The economy is moving forward in a nice fashion. The jobs outlook is improving. Inflation is at bay. This has been the catalyst for the Federal Reserve to keep interest rates low. Europe’s economy is not as robust as the United States’. This is good for anyone who has an adjustable rate mortgage that is set against the LIBOR index.
The LIBOR – short for London Interbank Offered Rate – is the basic rate of interest used in lending between banks on the London Interbank market and also used as a reference for setting the interest rate on other loans.
The current value for LIBOR is 0.59. Most LIBOR-based Adjustable Rate Mortgages have a margin of 2.25 percent. If one’s ARM is adjusting this month, the new rate would be 2.84 percent. (2.25 + 0.59 = 2.84 percent) That’s good news for anyone whose ARM is adjusting.
Interest rates for most conventional 30-year fixed rate mortgages are holding around 4 percent with little or no points. Rates for jumbo mortgages (above $625,000 in the D.C. metropolitian area) are also just above 4 percent with no points. Rates on government-sponsored FHA or VA loans are in the high 3-percent range. Mortgage interest rates are lower today than a year ago.
Rates on Home Equity Lines of Credit (HELOCs) are as low as prime. Prime is currently at 3.25 percent. Rates on Adjustable Rate Mortgages for five and seven year terms are in the low- to mid-3-percent range.
Underwriting standards still require full documentation. This means pay stubs, bank statements and W2s for most customers. If one is self-employed or owns investment property, tax returns for the last couple of years will be required. If you have a very small adjusted gross income (AGI), this will limit your ability to borrow money.

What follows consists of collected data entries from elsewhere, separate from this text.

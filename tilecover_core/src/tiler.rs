//! The coverage engine.
//!
//! A [`Tiler`] is seeded with a screen snapshot and a focus point. It then produces the tiles
//! covering that screen at several levels of detail, coarse levels included, so a renderer can
//! show something cheap right away while finer tiles are still on their way.
//!
//! # Examples
//!
//! ```
//! use geo::coord;
//! use tilecover_core::{ProjectionBounds, ScreenBase, Tiler, TilerConfig};
//!
//! let config = TilerConfig {
//! 	bounds: ProjectionBounds::UNIT,
//! 	..TilerConfig::default()
//! };
//! let screen = ScreenBase::new(400, 400, coord! { x: 0.35, y: 0.35 }, 0.00125).unwrap();
//!
//! let mut tiler = Tiler::new(config);
//! tiler.seed(&screen, screen.center());
//! assert_eq!(tiler.tile_scale(), 2);
//!
//! let tiles = tiler.tiles(2);
//! assert!(tiles.iter().any(|tile| tiler.is_leaf(tile)));
//! ```

use crate::{AnyRect, ProjectionBounds, RectInfo, ScaleAndDistanceOrder, Screen, TilerConfig, draw_scale, tile_scale};
use geo::{Coord, coord};
use itertools::iproduct;

/// Computes which tiles cover a screen, and in which order to deliver them.
///
/// The tiler only changes state in [`seed`](Self::seed). It does not notice viewport changes
/// by itself; seed it again after every change.
#[derive(Clone, Debug)]
pub struct Tiler<S: Screen> {
	config: TilerConfig,
	screen: Option<S>,
	center: Coord<f64>,
	draw_scale: u8,
	tile_scale: u8,
}

impl<S: Screen> Tiler<S> {
	pub fn new(config: TilerConfig) -> Self {
		Tiler {
			config,
			screen: None,
			center: coord! { x: 0.0, y: 0.0 },
			draw_scale: 0,
			tile_scale: 0,
		}
	}

	/// Stores `screen` and the focus point `center`, and computes the target level of detail
	/// for tiles of the configured size.
	pub fn seed(&mut self, screen: &S, center: Coord<f64>) {
		self.screen = Some(screen.clone());
		self.center = center;

		self.draw_scale = draw_scale(screen, self.config.tile_size, 1.0, &self.config);
		self.tile_scale = tile_scale(screen, self.config.tile_size, &self.config);

		log::debug!(
			"seeded tiler at {:?}: draw scale {}, tile scale {}",
			center,
			self.draw_scale,
			self.tile_scale
		);
	}

	/// Returns the coverage of the seeded screen over `depth` levels of detail, sorted by
	/// [`ScaleAndDistanceOrder`] around the focus point.
	///
	/// Level `i = 0` is the coarsest: its tiles are `2^(depth - 1)` times the configured tile
	/// size. The last level matches the seeded target scales. `depth` is clamped to the seeded
	/// tile scale; an unseeded tiler or a `depth <= 0` yields no tiles.
	///
	/// Tiles are not deduplicated: if two levels end up on the same scales, their tiles appear
	/// twice.
	pub fn tiles(&self, depth: i32) -> Vec<RectInfo> {
		let Some(screen) = self.screen.as_ref() else {
			return Vec::new();
		};
		if self.tile_scale == 0 {
			return Vec::new();
		}

		let depth = depth.min(i32::from(self.tile_scale));
		if depth <= 0 {
			return Vec::new();
		}

		let viewport = screen.global_rect();
		let bounds = &self.config.bounds;
		let mut tiles = Vec::new();

		for i in 0..depth {
			let pow = depth - 1 - i;
			let scale = 1u32 << pow;
			let tile_size = self.config.tile_size.saturating_mul(scale);

			let level_tile_scale = tile_scale(screen, tile_size, &self.config);
			let level_draw_scale = draw_scale(screen, tile_size, f64::from(scale), &self.config);

			let cells = level_cells(bounds, &viewport, level_tile_scale);
			log::trace!(
				"level {i}: {tile_size}px tiles, draw scale {level_draw_scale}, tile scale {level_tile_scale}, {} tiles",
				cells.len()
			);

			tiles.extend(
				cells
					.into_iter()
					.map(|(x, y)| RectInfo::from_cell(level_draw_scale, level_tile_scale, x, y, bounds)),
			);
		}

		ScaleAndDistanceOrder::new(self.center).sort(&mut tiles);
		tiles
	}

	/// Returns `true` if `tile` is at the seeded target scales and needs no further refinement.
	pub fn is_leaf(&self, tile: &RectInfo) -> bool {
		tile.draw_scale() == self.draw_scale && tile.tile_scale() == self.tile_scale
	}

	pub fn draw_scale(&self) -> u8 {
		self.draw_scale
	}

	pub fn tile_scale(&self) -> u8 {
		self.tile_scale
	}

	pub fn center(&self) -> Coord<f64> {
		self.center
	}

	pub fn screen(&self) -> Option<&S> {
		self.screen.as_ref()
	}

	pub fn config(&self) -> &TilerConfig {
		&self.config
	}
}

impl<S: Screen> Default for Tiler<S> {
	fn default() -> Self {
		Tiler::new(TilerConfig::default())
	}
}

/// Cells `(x, y)` of the grid at `tile_scale` that intersect the oriented `viewport`.
///
/// Candidates come from the viewport's bounding rectangle; each is then tested against the
/// rotated shape itself. Cells are returned row by row, `y` first.
pub fn level_cells(bounds: &ProjectionBounds, viewport: &AnyRect, tile_scale: u8) -> Vec<(u32, u32)> {
	let (xs, ys) = bounds.cell_range(tile_scale, &viewport.bound_rect());
	iproduct!(ys, xs)
		.filter(|&(y, x)| viewport.intersects_rect(&bounds.cell_rect(tile_scale, x, y)))
		.map(|(y, x)| (x, y))
		.collect()
}

#[cfg(test)]
mod tests {
	use super::*;
	use crate::{GlobalRect, ScaleLimits, ScreenBase, distance};
	use pretty_assertions::assert_eq;
	use rstest::rstest;
	use std::{
		collections::BTreeSet,
		f64::consts::{FRAC_PI_4, SQRT_2},
	};

	fn unit_config() -> TilerConfig {
		TilerConfig {
			tile_size: 256,
			limits: ScaleLimits { upper_scale: 17 },
			bounds: ProjectionBounds::UNIT,
		}
	}

	/// 400px square showing `[0.1, 0.6]` on both axes; its target tile scale is 2.
	fn example_screen() -> ScreenBase {
		ScreenBase::new(400, 400, coord! { x: 0.35, y: 0.35 }, 0.00125).unwrap()
	}

	/// An 800x600 screen with a target tile scale of 9.
	fn deep_screen(angle: f64) -> ScreenBase {
		ScreenBase::new(800, 600, coord! { x: 0.4321, y: 0.6234 }, 0.00001)
			.unwrap()
			.with_angle(angle)
	}

	fn seeded(screen: &ScreenBase) -> Tiler<ScreenBase> {
		let mut tiler = Tiler::new(unit_config());
		tiler.seed(screen, screen.center());
		tiler
	}

	fn set(cells: Vec<(u32, u32)>) -> BTreeSet<(u32, u32)> {
		cells.into_iter().collect()
	}

	#[test]
	fn unseeded_tiler_is_empty() {
		let tiler: Tiler<ScreenBase> = Tiler::default();
		assert_eq!(tiler.draw_scale(), 0);
		assert_eq!(tiler.tile_scale(), 0);
		assert!(tiler.screen().is_none());
		for depth in [-1, 0, 1, 5, 100] {
			assert!(tiler.tiles(depth).is_empty());
		}
	}

	#[test]
	fn seed_computes_target_scales() {
		let tiler = seeded(&example_screen());
		assert_eq!(tiler.tile_scale(), 2);
		assert_eq!(tiler.draw_scale(), 2);
		assert_eq!(tiler.center(), coord! { x: 0.35, y: 0.35 });
		assert_eq!(tiler.screen(), Some(&example_screen()));
	}

	#[test]
	fn seed_replaces_previous_state() {
		let mut tiler = seeded(&deep_screen(0.0));
		assert_eq!(tiler.tile_scale(), 9);
		tiler.seed(&example_screen(), coord! { x: 0.0, y: 0.0 });
		assert_eq!(tiler.tile_scale(), 2);
		assert_eq!(tiler.center(), coord! { x: 0.0, y: 0.0 });
	}

	#[test]
	fn whole_world_view_has_no_coverage() {
		let mut tiler = Tiler::new(TilerConfig::default());
		let screen = ScreenBase::new(256, 256, coord! { x: 0.0, y: 0.0 }, 100.0).unwrap();
		tiler.seed(&screen, screen.center());
		assert_eq!(tiler.tile_scale(), 0);
		assert!(tiler.tiles(3).is_empty());
	}

	#[rstest]
	#[case(0)]
	#[case(-3)]
	fn non_positive_depth_is_empty(#[case] depth: i32) {
		assert!(seeded(&example_screen()).tiles(depth).is_empty());
	}

	#[test]
	fn coverage_completeness_unrotated() {
		let screen = example_screen();
		let viewport = screen.global_rect();
		let cells = set(level_cells(&ProjectionBounds::UNIT, &viewport, 2));
		let expected = set(iproduct!(0..3, 0..3).collect());
		assert_eq!(cells, expected);

		// Every cell touching the viewport is in, every other cell is out.
		let view = viewport.bound_rect();
		for (x, y) in iproduct!(0..4, 0..4) {
			let cell = ProjectionBounds::UNIT.cell_rect(2, x, y);
			assert_eq!(cells.contains(&(x, y)), cell.is_intersect(&view), "cell ({x}, {y})");
		}
	}

	#[test]
	fn coverage_completeness_through_tiler() {
		let tiler = seeded(&example_screen());
		let tiles = tiler.tiles(1);
		assert_eq!(tiles.len(), 9);
		assert!(tiles.iter().all(|t| t.tile_scale() == 2 && t.draw_scale() == 2));
		let cells: BTreeSet<(u32, u32)> = tiles.iter().map(|t| (t.x(), t.y())).collect();
		assert_eq!(cells, set(iproduct!(0..3, 0..3).collect()));
		assert!(!cells.contains(&(3, 0)) && !cells.contains(&(0, 3)));
	}

	#[test]
	fn rotation_excludes_cells_inside_bounding_box_only() {
		// A square rotated by 45° around the world center: a diamond reaching 0.45 along both axes.
		let half = 0.45 / SQRT_2;
		let local = GlobalRect::new(-half, -half, half, half).unwrap();
		let diamond = AnyRect::new(coord! { x: 0.5, y: 0.5 }, FRAC_PI_4, local);

		let (xs, ys) = ProjectionBounds::UNIT.cell_range(2, &diamond.bound_rect());
		assert_eq!((xs, ys), (0..4, 0..4));

		let cells = set(level_cells(&ProjectionBounds::UNIT, &diamond, 2));
		for corner in [(0, 0), (3, 0), (0, 3), (3, 3)] {
			assert!(!cells.contains(&corner), "corner cell {corner:?} must be excluded");
		}
		assert_eq!(cells.len(), 12);
	}

	#[test]
	fn rotated_screen_excludes_corner_tiles() {
		// 400px square screen at the world center, rotated by 45°.
		let scale = 0.45 / SQRT_2 / 200.0;
		let screen = ScreenBase::new(400, 400, coord! { x: 0.5, y: 0.5 }, scale)
			.unwrap()
			.with_angle(FRAC_PI_4);
		let tiler = seeded(&screen);
		assert_eq!(tiler.tile_scale(), 2);

		let tiles = tiler.tiles(1);
		assert_eq!(tiles.len(), 12);
		for tile in &tiles {
			assert!(
				![(0, 0), (3, 0), (0, 3), (3, 3)].contains(&(tile.x(), tile.y())),
				"{tile:?} lies outside the rotated viewport"
			);
		}
	}

	#[test]
	fn depth_levels_get_finer() {
		let tiler = seeded(&deep_screen(0.0));
		let tiles = tiler.tiles(3);
		let levels: BTreeSet<(u8, u8)> = tiles.iter().map(|t| (t.draw_scale(), t.tile_scale())).collect();
		assert_eq!(levels, [(7, 7), (8, 8), (9, 9)].into_iter().collect());
	}

	#[test]
	fn clamp_law() {
		let tiler = seeded(&deep_screen(0.3));
		let full = i32::from(tiler.tile_scale());
		let expected = tiler.tiles(full);
		assert!(!expected.is_empty());
		for depth in [full + 1, full + 10, i32::MAX] {
			assert_eq!(tiler.tiles(depth), expected);
		}
	}

	#[rstest]
	#[case(0.0)]
	#[case(0.5)]
	fn determinism(#[case] angle: f64) {
		let tiler = seeded(&deep_screen(angle));
		let first = tiler.tiles(4);
		for _ in 0..3 {
			assert_eq!(tiler.tiles(4), first);
		}
	}

	#[rstest]
	#[case(1)]
	#[case(3)]
	#[case(6)]
	fn leaf_consistency(#[case] depth: i32) {
		let tiler = seeded(&deep_screen(0.2));
		let tiles = tiler.tiles(depth);
		for tile in &tiles {
			let at_target = (tile.draw_scale(), tile.tile_scale()) == (tiler.draw_scale(), tiler.tile_scale());
			assert_eq!(tiler.is_leaf(tile), at_target, "{tile:?}");
		}
		assert!(tiles.iter().any(|t| tiler.is_leaf(t)));
	}

	#[test]
	fn full_depth_contains_leaves() {
		let tiler = seeded(&deep_screen(0.0));
		let tiles = tiler.tiles(i32::from(tiler.tile_scale()));
		assert!(tiles.iter().any(|t| tiler.is_leaf(t)));
		assert!(tiles.iter().any(|t| !tiler.is_leaf(t)));
	}

	#[test]
	fn priority_ordering() {
		let screen = deep_screen(0.7);
		let mut tiler = Tiler::new(unit_config());
		let focus = coord! { x: 0.43, y: 0.62 };
		tiler.seed(&screen, focus);
		let tiles = tiler.tiles(4);

		for (i, a) in tiles.iter().enumerate() {
			for b in &tiles[i + 1..] {
				assert!(a.draw_scale() <= b.draw_scale(), "{a:?} before {b:?}");
			}
		}
		for pair in tiles.windows(2) {
			if (pair[0].draw_scale(), pair[0].tile_scale()) == (pair[1].draw_scale(), pair[1].tile_scale()) {
				assert!(distance(pair[0].center(), focus) <= distance(pair[1].center(), focus));
			}
		}
	}

	#[test]
	fn saturated_levels_keep_duplicates() {
		// At 1e-300 units per pixel every level hits both scale limits, so all levels
		// produce the same single cell.
		let screen = ScreenBase::new(400, 400, coord! { x: 0.0, y: 0.0 }, 1e-300).unwrap();
		let tiler = seeded(&screen);
		assert_eq!((tiler.draw_scale(), tiler.tile_scale()), (17, 31));

		let cells = level_cells(&ProjectionBounds::UNIT, &screen.global_rect(), 31);
		assert_eq!(cells, vec![(0, 0)]);

		let tiles = tiler.tiles(3);
		let tile = RectInfo::new(17, 31, 0, 0, &ProjectionBounds::UNIT).unwrap();
		assert_eq!(tiles.len(), 3 * cells.len());
		assert_eq!(tiles, vec![tile; 3]);
		assert!(tiles.iter().all(|t| tiler.is_leaf(t)));
	}

	#[test]
	fn leaves_cover_viewport_without_gaps() {
		let screen = deep_screen(0.0);
		let tiler = seeded(&screen);
		let view = screen.global_rect().bound_rect();
		let leaves: Vec<RectInfo> = tiler.tiles(1);
		let (xs, ys) = ProjectionBounds::UNIT.cell_range(tiler.tile_scale(), &view);
		assert_eq!(leaves.len(), xs.len() * ys.len());
		assert!(leaves.iter().all(|t| tiler.is_leaf(t)));
	}

	#[test]
	fn emitted_indices_stay_inside_grid() {
		// The screen hangs over the world edge.
		let screen = ScreenBase::new(800, 600, coord! { x: 0.999, y: 0.001 }, 0.00001).unwrap();
		let tiler = seeded(&screen);
		for tile in tiler.tiles(3) {
			let count = 1u64 << tile.tile_scale();
			assert!(u64::from(tile.x()) < count && u64::from(tile.y()) < count, "{tile:?}");
		}
	}
}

Get pre-approved before you go house shopping. A pre-approval – not to be confused with a pre-qualification – takes a full loan application and is underwritten. This will give you an edge when competing against another potential borrower. Many real estate agents will not work with a buyer who does not have a pre-approval. They want to know the client with whom they are spending time is good to go.
2014 remains an excellent time to buy a home and get a mortgage. Prices are strong, and interest rates are still low. This combines for a decent affordability index. The D.C. market remains one of the strongest in the nation.